TRY IT => Within the records below, find each line that holds the string "info", then copy it.

EXTRACTED DATA =>
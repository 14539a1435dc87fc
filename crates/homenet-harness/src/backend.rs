//! Command-line backed collaborators
//!
//! Local nodes (empty exec prefix) run each shell command as `sh -c <command>`.
//! Other nodes are reached by appending the command to an argv such as
//! `ssh root@router` or `machinectl shell router /bin/sh -c`. Unit state is
//! read with `systemctl is-active`.

use async_trait::async_trait;
use std::process::Stdio;
use std::sync::Arc;
use tokio::process::Command;
use tracing::{debug, info};

use crate::error::{HarnessError, Result};
use crate::node::{CommandOutput, Machine, NodeSpec, Provisioner, UnitState};

/// Quote a string for a POSIX shell
pub fn shell_quote(value: &str) -> String {
    if !value.is_empty()
        && value
            .chars()
            .all(|c| c.is_ascii_alphanumeric() || "@%+=:,./-_".contains(c))
    {
        return value.to_string();
    }
    format!("'{}'", value.replace('\'', "'\\''"))
}

async fn run_argv(argv: &[String], trailing: Option<&str>) -> std::io::Result<CommandOutput> {
    let (program, args) = argv
        .split_first()
        .ok_or_else(|| std::io::Error::new(std::io::ErrorKind::InvalidInput, "empty argv"))?;

    let mut cmd = Command::new(program);
    cmd.args(args)
        .stdin(Stdio::null())
        .stdout(Stdio::piped())
        .stderr(Stdio::piped())
        .kill_on_drop(true);
    if let Some(arg) = trailing {
        cmd.arg(arg);
    }

    let output = cmd.output().await?;
    Ok(CommandOutput {
        exit_code: output.status.code(),
        stdout: String::from_utf8_lossy(&output.stdout).into_owned(),
        stderr: String::from_utf8_lossy(&output.stderr).into_owned(),
    })
}

/// A node reached through an argv prefix
#[derive(Debug, Clone)]
pub struct CommandMachine {
    name: String,
    exec: Vec<String>,
}

impl CommandMachine {
    pub fn new(spec: &NodeSpec) -> Self {
        let exec = if spec.exec.is_empty() {
            vec!["sh".to_string(), "-c".to_string()]
        } else {
            spec.exec.clone()
        };
        Self {
            name: spec.name.clone(),
            exec,
        }
    }
}

#[async_trait]
impl Machine for CommandMachine {
    fn name(&self) -> &str {
        &self.name
    }

    async fn unit_state(&self, unit: &str) -> Result<UnitState> {
        let output = self
            .execute(&format!("systemctl is-active {}", shell_quote(unit)))
            .await?;
        // is-active exits non-zero for anything but "active"; stdout still names the state
        Ok(UnitState::parse(&output.stdout))
    }

    async fn execute(&self, command: &str) -> Result<CommandOutput> {
        debug!("{}: running `{}`", self.name, command);
        run_argv(&self.exec, Some(command))
            .await
            .map_err(|e| HarnessError::Backend {
                node: self.name.clone(),
                reason: e.to_string(),
            })
    }
}

/// Provisions nodes by running their `start`/`stop` argv on the controller
///
/// Nodes without a start command are expected to be up already; they are
/// probed once with `true` so an unreachable node fails provisioning instead
/// of the first condition.
#[derive(Debug, Clone, Default)]
pub struct CommandProvisioner;

impl CommandProvisioner {
    pub fn new() -> Self {
        Self
    }
}

#[async_trait]
impl Provisioner for CommandProvisioner {
    async fn start(&self, node: &NodeSpec) -> Result<Arc<dyn Machine>> {
        let machine = CommandMachine::new(node);

        match &node.start {
            Some(argv) => {
                info!("{}: running start command {:?}", node.name, argv);
                let output = run_argv(argv, None).await.map_err(|e| HarnessError::Provision {
                    node: node.name.clone(),
                    reason: e.to_string(),
                })?;
                if !output.succeeded() {
                    return Err(HarnessError::Provision {
                        node: node.name.clone(),
                        reason: format!(
                            "start command exited with {:?}: {}",
                            output.exit_code,
                            output.stderr.trim()
                        ),
                    });
                }
            }
            None => {
                let probe = machine.execute("true").await?;
                if !probe.succeeded() {
                    return Err(HarnessError::Provision {
                        node: node.name.clone(),
                        reason: format!(
                            "node did not accept commands (exit {:?}): {}",
                            probe.exit_code,
                            probe.stderr.trim()
                        ),
                    });
                }
            }
        }

        Ok(Arc::new(machine))
    }

    async fn stop(&self, node: &NodeSpec) -> Result<()> {
        let Some(argv) = &node.stop else {
            return Ok(());
        };

        info!("{}: running stop command {:?}", node.name, argv);
        let output = run_argv(argv, None).await?;
        if !output.succeeded() {
            return Err(HarnessError::Backend {
                node: node.name.clone(),
                reason: format!("stop command exited with {:?}", output.exit_code),
            });
        }
        Ok(())
    }
}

OUTPUT =>
use tracing::{debug, info};
                info!("{}: running start command {:?}", node.name, argv);
        info!("{}: running stop command {:?}", node.name, argv);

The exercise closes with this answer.